It's also worth noting that there are two editions of this book. The first edition (which I read) was published in 1997. The second edition was published in 2011 and I think roughly a third of the essays have been removed and replaced with different essays between the two editions. You can use the look inside feature on amazon (on the UK site anyway) to see the titles of the essays. I think the majority of the essays I enjoyed are in both editions (so I may buy the second edition at some point).

Jan Fergus wrote an essay on 'The Professional Woman Writer' which compared the way Austen published her novels and the amounts she received for them with other popular female novelists of the time (mainly Frances Burney and Maria Edgeworth, two authors on my wishlist). She also wrote about how female authors were perceived at the time. I found it very interesting to see how little Austen earned for her novels compared to authors we would consider less well-known now (although they weren't less well-known at the time).

John Wiltshire wrote an essay on 'Mansfield Park, Emma and Persuasion' focussing on the narrative techniques Austen uses in each novel, in particular, the changing narrative voice in Emma and Mansfield Park which was both not a concept I'd heard of before and not something I'd noticed in my reading of either novel. I felt he supported his arguments well to reach his conclusion that MP was 'a milestone in the English novel' and it made me rethink how I viewed what is often one of Austen's less appreciated novels.

Juliet McMaster (also editor) wrote an essay on 'Class' which I found helpful even though I am fairly familiar with 19th century novels. I hadn't realised that there was a difference between being Lady Bertram and Lady Catherine de Bourgh; the inclusion of the first name shows that the title is one Lady Catherine was born to (i.e. she is the daughter of an earl) and she would retain that title irrespective of the rank/class of whoever she married. Lady Bertram however, only has her title because she married Lord Bertram; if she remarried a commoner after Lord Bertram's death she would become plain, old Mrs Someone. This essay also uses Emma to explain the social orders of the day in more detail by ranking all the characters or Emma in order with an explanation.

Edward Copeland (the other editor) in an essay on 'Money' explains women's rights with regard to money at the time (very few) and an idea of the spending power and social status at various incomes which helps put the £10,000 a year and so on into context for a modern reader.

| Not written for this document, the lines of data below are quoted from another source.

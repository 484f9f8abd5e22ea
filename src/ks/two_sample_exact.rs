//! Exact null distribution of the two-sample KS statistic.
//!
//! Statistics are integral: for samples of sizes n and m the statistic
//! n·m·D is an integer `d`, and every function here returns
//! P(n·m·D ≥ d) under the null hypothesis that all C(n+m, n) orderings of
//! the pooled sample are equally likely.
//!
//! A sample ordering is a lattice path from (0, 0) to (n, m); an x-step
//! adds m to the running value and a y-step subtracts n.
//!
//! `None` means the exact computation is not available for these sizes.
//!
//! References:
//! - Hodges (1957), "The significance probability of the Smirnov
//!   two-sample test", *Arkiv för Matematik* 3(5).
//! - Viehmann (2021), "Numerically more stable computation of the
//!   p-values for the two-sample Kolmogorov-Smirnov test",
//!   arXiv:2102.08037.

use crate::special::binomial_coefficient;

/// Fixed cap on lcm(n, m) for the stabilized inner recursion.
pub(crate) const MAX_LCM: u64 = i32::MAX as u64;

fn gcd(mut a: u64, mut b: u64) -> u64 {
    while b != 0 {
        (a, b) = (b, a % b);
    }
    a
}

fn lcm(a: u64, b: u64) -> Option<u64> {
    (a / gcd(a, b)).checked_mul(b)
}

/// P(n·m·D⁺ ≥ d) for D⁺ = sup(Fx − Fy), x of size n and y of size m.
pub(crate) fn sf_one_sided(d: i64, n: usize, m: usize) -> Option<f64> {
    if d <= 0 {
        return Some(1.0);
    }
    let total = (n as i64).checked_mul(m as i64)?;
    if d > total {
        return Some(0.0);
    }
    if n == m {
        return Some(hodges_one_sided(ceil_div(d, n as i64), n));
    }
    outer_one_sided(d, n, m)
}

/// P(n·m·D ≥ d) for D = sup |Fx − Fy|.
pub(crate) fn sf_two_sided(d: i64, n: usize, m: usize) -> Option<f64> {
    if d <= 0 {
        return Some(1.0);
    }
    let total = (n as i64).checked_mul(m as i64)?;
    if d > total {
        return Some(0.0);
    }
    if n == m {
        return Some(hodges_two_sided(ceil_div(d, n as i64), n));
    }
    if 2 * d > total {
        // D⁺ ≥ d and D⁻ ≥ d are disjoint; summing keeps relative accuracy
        if let (Some(plus), Some(minus)) = (outer_one_sided(d, n, m), outer_one_sided(d, m, n)) {
            return Some((plus + minus).min(1.0));
        }
    }
    inner_two_sided(d, n, m)
}

fn ceil_div(a: i64, b: i64) -> i64 {
    (a + b - 1) / b
}

/// C(2n, n − h) / C(2n, n) = Π_{i<h} (n − i)/(n + 1 + i).
fn hodges_ratio(h: usize, n: usize) -> f64 {
    if h > n {
        return 0.0;
    }
    (0..h).fold(1.0, |acc, i| acc * (n - i) as f64 / (n + 1 + i) as f64)
}

/// Equal sizes, one-sided: P(n·D⁺ ≥ h).
fn hodges_one_sided(h: i64, n: usize) -> f64 {
    if h <= 0 {
        return 1.0;
    }
    hodges_ratio(h as usize, n)
}

/// Equal sizes, two-sided: P(n·D ≥ h) = 2 Σ (−1)^(i−1) C(2n, n − ih)/C(2n, n).
fn hodges_two_sided(h: i64, n: usize) -> f64 {
    if h <= 0 {
        return 1.0;
    }
    let h = h as usize;
    let mut terms = Vec::new();
    let mut ratio = 1.0;
    let mut l = 0;
    let mut i = 1;
    while i * h <= n {
        while l < i * h {
            ratio *= (n - l) as f64 / (n + 1 + l) as f64;
            l += 1;
        }
        terms.push(if i % 2 == 1 { ratio } else { -ratio });
        i += 1;
    }
    let sum: f64 = terms.iter().rev().sum();
    (2.0 * sum).clamp(0.0, 1.0)
}

/// One-sided first-passage count over the boundary points (i_j, j),
/// i_j = ⌈(d + j·n)/m⌉.
fn outer_one_sided(d: i64, n: usize, m: usize) -> Option<f64> {
    let total_paths = binomial_coefficient((n + m) as u64, n as u64);
    if !total_paths.is_finite() {
        return None;
    }
    let (ni, mi) = (n as i64, m as i64);
    let mut points: Vec<(usize, usize)> = Vec::new();
    let mut first_hits: Vec<f64> = Vec::new();
    let mut p = 0.0;
    for j in 0..=m {
        let i = ceil_div(d + j as i64 * ni, mi);
        if i > ni {
            break;
        }
        let i = i as usize;
        let mut a = binomial_coefficient((i + j) as u64, j as u64);
        for (&(il, l), &al) in points.iter().zip(first_hits.iter()) {
            a -= al * binomial_coefficient((i - il + j - l) as u64, (j - l) as u64);
        }
        if !a.is_finite() {
            return None;
        }
        let rest = binomial_coefficient((n - i + m - j) as u64, (m - j) as u64);
        p += a * rest / total_paths;
        points.push((i, j));
        first_hits.push(a);
    }
    Some(p.clamp(0.0, 1.0))
}

/// Two-sided probability via the normalized inner recursion
/// u(i,j) = [i·u(i−1,j) + j·u(i,j−1)]/(i+j), restricted to |im − jn| < d.
fn inner_two_sided(d: i64, n: usize, m: usize) -> Option<f64> {
    if lcm(n as u64, m as u64)? > MAX_LCM {
        return None;
    }
    let (ni, mi) = (n as i64, m as i64);
    let mut u = vec![0.0_f64; m + 1];
    let mut prev_lo = 0_usize;
    for i in 0..=n {
        let im = i as i64 * mi;
        // open window (im − d)/n < j < (im + d)/n
        let lo = ((im - d).div_euclid(ni) + 1).max(0);
        let hi = ((im + d - 1).div_euclid(ni)).min(mi);
        if lo > hi {
            return Some(1.0);
        }
        let (lo, hi) = (lo as usize, hi as usize);
        for v in u.iter_mut().take(lo).skip(prev_lo) {
            *v = 0.0;
        }
        for j in lo..=hi {
            if i == 0 && j == 0 {
                u[0] = 1.0;
                continue;
            }
            let from_x = if i > 0 { i as f64 * u[j] } else { 0.0 };
            let from_y = if j > lo { j as f64 * u[j - 1] } else { 0.0 };
            u[j] = (from_x + from_y) / (i + j) as f64;
        }
        prev_lo = lo;
    }
    Some((1.0 - u[m]).max(0.0))
}
//! One-sample Kolmogorov-Smirnov distribution.
//!
//! Survival function of Dₙ (two-sided) and D⁺ₙ (one-sided) for a sample of
//! size n from a continuous distribution.
//!
//! # Two-sided strategy
//!
//! | Region | Evaluator |
//! |---|---|
//! | x ≤ 1/n or x ≥ 1 − 1/n | closed form |
//! | n ≤ 140, nx² < 0.754693 | Durbin matrix |
//! | n ≤ 140, nx² < 4 | Pomeranz |
//! | n ≤ 140, otherwise | Miller: 2·P(D⁺ₙ ≥ x) |
//! | n > 140, nx² ≥ 2.2 | Miller |
//! | n ≤ 100000, n·x^1.5 < 1.4 | Durbin matrix |
//! | otherwise | Pelz–Good |
//!
//! Reference: Simard & L'Ecuyer (2011), "Computing the Two-Sided
//! Kolmogorov-Smirnov Distribution", *Journal of Statistical Software*
//! 39(11).

use super::{durbin, one_sided, pelz_good, pomeranz};
use crate::extended::DD;

/// Evaluator chosen for a two-sided survival probability.
#[derive(Debug, Clone, Copy, PartialEq, Eq)]
pub enum TwoSidedStrategy {
    Boundary,
    Durbin,
    Pomeranz,
    Miller,
    PelzGood,
}

/// Whether the exact product `t` is at most `c`.
fn at_most(t: DD, c: f64) -> bool {
    t.add_f64(-c).hi() <= 0.0
}

fn at_least(t: DD, c: f64) -> bool {
    t.add_f64(-c).hi() >= 0.0
}

impl TwoSidedStrategy {
    /// Picks the evaluator for `P(Dₙ ≥ x)`.
    ///
    /// # Examples
    /// ```
    /// use u_nonparam::ks::TwoSidedStrategy;
    /// assert_eq!(TwoSidedStrategy::select(0.05, 10), TwoSidedStrategy::Boundary);
    /// assert_eq!(TwoSidedStrategy::select(0.2, 10), TwoSidedStrategy::Durbin);
    /// assert_eq!(TwoSidedStrategy::select(0.4, 10), TwoSidedStrategy::Pomeranz);
    /// assert_eq!(TwoSidedStrategy::select(0.7, 10), TwoSidedStrategy::Miller);
    /// ```
    pub fn select(x: f64, n: u32) -> Self {
        let nf = f64::from(n);
        let t = DD::from_product(nf, x);
        if x <= 0.0 || x >= 1.0 || at_most(t, 1.0) || at_least(t, nf - 1.0) {
            return TwoSidedStrategy::Boundary;
        }
        let w = nf * x * x;
        if n <= 140 {
            if w < 0.754693 {
                TwoSidedStrategy::Durbin
            } else if w < 4.0 {
                TwoSidedStrategy::Pomeranz
            } else {
                TwoSidedStrategy::Miller
            }
        } else if w >= 2.2 {
            TwoSidedStrategy::Miller
        } else if n <= 100_000 && nf * x.powf(1.5) < 1.4 {
            TwoSidedStrategy::Durbin
        } else {
            TwoSidedStrategy::PelzGood
        }
    }
}

/// Closed forms at the ends of the support.
fn boundary_sf(x: f64, n: u32) -> f64 {
    if x >= 1.0 {
        return 0.0;
    }
    let nf = f64::from(n);
    let t = DD::from_product(nf, x);
    if x <= 0.0 || at_most(t.mul_f64(2.0), 1.0) {
        return 1.0;
    }
    if at_most(t, 1.0) {
        // 1 − n!(2x − 1/n)ⁿ = 1 − Π i(2t − 1)/n
        let step = t.mul_f64(2.0).add_f64(-1.0).to_f64() / nf;
        let cdf = (1..=n).fold(1.0, |acc, i| acc * f64::from(i) * step);
        return 1.0 - cdf;
    }
    // x ≥ 1 − 1/n
    (2.0 * one_sided::sf(x, n)).min(1.0)
}

/// Survival function of the one-sample KS statistic.
///
/// Returns `P(Dₙ ≥ x)` when `one_sided` is false and `P(D⁺ₙ ≥ x)` when it
/// is true.
///
/// # Returns
/// - `NaN` for NaN `x` or `n == 0`
/// - `1` for `x ≤ 0`, `0` for `x ≥ 1`
///
/// # Examples
/// ```
/// use u_nonparam::ks::ks_one_sample_sf;
/// // two-sided 5% critical value for n = 10
/// assert!((ks_one_sample_sf(0.40925, 10, false) - 0.05).abs() < 1e-4);
/// // n = 1: P(D₁⁺ ≥ x) = 1 − x
/// assert!((ks_one_sample_sf(0.3, 1, true) - 0.7).abs() < 1e-15);
/// ```
pub fn ks_one_sample_sf(x: f64, n: u32, one_sided: bool) -> f64 {
    if x.is_nan() || n == 0 {
        return f64::NAN;
    }
    if one_sided {
        return one_sided::sf(x, n);
    }
    let strategy = TwoSidedStrategy::select(x, n);
    log::trace!("two-sided KS sf: n={n}, x={x}, strategy={strategy:?}");
    let p = match strategy {
        TwoSidedStrategy::Boundary => boundary_sf(x, n),
        TwoSidedStrategy::Durbin => 1.0 - durbin::cdf(x, n),
        TwoSidedStrategy::Pomeranz => 1.0 - pomeranz::cdf(x, n),
        TwoSidedStrategy::Miller => 2.0 * one_sided::sf(x, n),
        TwoSidedStrategy::PelzGood => 1.0 - pelz_good::cdf(x, n),
    };
    p.clamp(0.0, 1.0)
}

#[cfg(test)]
mod tests {
    use super::*;

    #[test]
    fn test_edges() {
        assert!(ks_one_sample_sf(f64::NAN, 5, false).is_nan());
        assert!(ks_one_sample_sf(0.5, 0, true).is_nan());
        assert_eq!(ks_one_sample_sf(0.0, 5, false), 1.0);
        assert_eq!(ks_one_sample_sf(-3.0, 5, true), 1.0);
        assert_eq!(ks_one_sample_sf(1.0, 5, false), 0.0);
        assert_eq!(ks_one_sample_sf(2.0, 5, true), 0.0);
    }

    #[test]
    fn test_n1_two_sided() {
        // P(D₁ ≥ x) = 2(1 − x) for x ≥ 1/2
        for &x in &[0.5, 0.6, 0.8, 0.99] {
            let p = ks_one_sample_sf(x, 1, false);
            assert!((p - 2.0 * (1.0 - x)).abs() < 1e-14, "x={x}: {p}");
        }
        assert_eq!(ks_one_sample_sf(0.3, 1, false), 1.0);
    }

    #[test]
    fn test_critical_values() {
        // Miller (1956) two-sided 5% points
        for &(n, x) in &[
            (1_u32, 0.975),
            (2, 0.84189),
            (3, 0.70760),
            (4, 0.62394),
            (5, 0.56328),
            (10, 0.40925),
            (20, 0.29408),
        ] {
            let p = ks_one_sample_sf(x, n, false);
            assert!((p - 0.05).abs() < 1e-4, "n={n}, x={x}: p={p}");
        }
    }

    #[test]
    fn test_lower_boundary_formula() {
        // 1/(2n) < x ≤ 1/n: 1 − n!(2x − 1/n)ⁿ
        let n = 4;
        let x = 0.2;
        let expected = 1.0 - 24.0 * (0.4_f64 - 0.25).powi(4);
        assert!((ks_one_sample_sf(x, n, false) - expected).abs() < 1e-14);
        assert_eq!(ks_one_sample_sf(0.1, n, false), 1.0);
    }

    #[test]
    fn test_upper_boundary_formula() {
        let n = 8;
        let x = 0.9;
        let expected = 2.0 * 0.1_f64.powi(8);
        let p = ks_one_sample_sf(x, n, false);
        assert!(((p - expected) / expected).abs() < 1e-12);
    }

    #[test]
    fn test_strategy_regions() {
        use TwoSidedStrategy::*;
        assert_eq!(TwoSidedStrategy::select(0.009, 100), Boundary);
        assert_eq!(TwoSidedStrategy::select(0.995, 100), Boundary);
        assert_eq!(TwoSidedStrategy::select(0.05, 100), Durbin);
        assert_eq!(TwoSidedStrategy::select(0.15, 100), Pomeranz);
        assert_eq!(TwoSidedStrategy::select(0.25, 100), Miller);
        assert_eq!(TwoSidedStrategy::select(0.2, 1000), Miller);
        assert_eq!(TwoSidedStrategy::select(0.005, 1000), Durbin);
        assert_eq!(TwoSidedStrategy::select(0.03, 1000), PelzGood);
        assert_eq!(TwoSidedStrategy::select(0.001, 200_000), PelzGood);
    }

    #[test]
    fn test_miller_matches_pomeranz() {
        for &(n, w) in &[(20_u32, 2.3), (50, 2.5), (100, 3.0), (140, 3.9)] {
            let x = (w / f64::from(n)).sqrt();
            let miller = (2.0 * one_sided::sf(x, n)).min(1.0);
            let exact = 1.0 - pomeranz::cdf(x, n);
            assert!(
                ((miller - exact) / exact).abs() < 1e-4,
                "n={n}, x={x}: miller={miller}, pomeranz={exact}"
            );
        }
    }

    #[test]
    fn test_continuity_at_durbin_pomeranz_switch() {
        let n = 100;
        let x = (0.754693_f64 / 100.0).sqrt();
        let below = ks_one_sample_sf(x * (1.0 - 1e-9), n, false);
        let above = ks_one_sample_sf(x * (1.0 + 1e-9), n, false);
        assert!((below - above).abs() < 1e-8);
    }

    #[test]
    fn test_continuity_at_miller_switch_large_n() {
        for &n in &[141_u32, 300, 1000, 10_000] {
            let x = (2.2 / f64::from(n)).sqrt();
            let (lo, hi) = (x * (1.0 - 1e-9), x * (1.0 + 1e-9));
            assert_eq!(TwoSidedStrategy::select(lo, n), TwoSidedStrategy::PelzGood);
            assert_eq!(TwoSidedStrategy::select(hi, n), TwoSidedStrategy::Miller);
            let below = ks_one_sample_sf(lo, n, false);
            let above = ks_one_sample_sf(hi, n, false);
            assert!(
                ((below - above) / above).abs() < 5e-4,
                "n={n}: pelz-good={below}, miller={above}"
            );
        }
    }

    #[test]
    fn test_non_increasing_in_n() {
        let sizes = [50_u32, 100, 140, 280, 600, 1500, 5000, 20_000];
        for &x in &[0.02, 0.05, 0.1, 0.2] {
            let p: Vec<f64> = sizes.iter().map(|&n| ks_one_sample_sf(x, n, false)).collect();
            for (w, ns) in p.windows(2).zip(sizes.windows(2)) {
                assert!(
                    w[1] <= w[0] * (1.0 + 1e-9) + 1e-15,
                    "x={x}: P(D{} ≥ x)={} < P(D{} ≥ x)={}",
                    ns[0],
                    w[0],
                    ns[1],
                    w[1]
                );
            }
        }
    }

    #[test]
    fn test_large_n_near_limit() {
        // √n·D → K; P(K > 1.3581) = 0.05
        let n = 1000;
        let x = 1.3581 / f64::from(n).sqrt();
        let p = ks_one_sample_sf(x, n, false);
        assert!((p - 0.05).abs() < 3e-3, "p = {p}");
    }

    #[test]
    fn test_one_sided_below_two_sided() {
        for &(n, x) in &[(10_u32, 0.3), (50, 0.1), (300, 0.05)] {
            let one = ks_one_sample_sf(x, n, true);
            let two = ks_one_sample_sf(x, n, false);
            assert!(one <= two && two <= 2.0 * one + 1e-12, "n={n}, x={x}");
        }
    }
}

Margaret Anne Doody wrote an essay on Jane Austen's short fiction as contained in the OUP's Catharine and Other Writings (also commonly referred to as Jane Austen's Juvenilia). I think her theory is that the short fiction should not be viewed as 'chaotic and childish' but rather as a style of writing and a path Austen may have chosen to explore if it hadn't been for the changes in culture and literary expectations during the early 19th century. This was an essay that I enjoyed but didn't feel as if I had completely grasped what Doody was trying to say so I may be wrong but I think she was saying that Austen may have wanted to write novels that were more satirical and subversive (based on the style of her juvenilia) but had to mask this with within the more acceptable and traditional framework of domestic fiction which contained a romance to conform with the more decorous early 19th century.

"In her early fiction, Jane Austen could write with zest and confidence. She had inherited a taste for irony, paradox, and 'sparkle' from the eighteenth century. Her early writing is rough, violent, sexy, joky. It sparkles with knowingness. It attacks whole structures, including cultural structures that had made a regularised and constricted place for the Novel, as well as the very workings (in stylized plot and character) of the English novel itself....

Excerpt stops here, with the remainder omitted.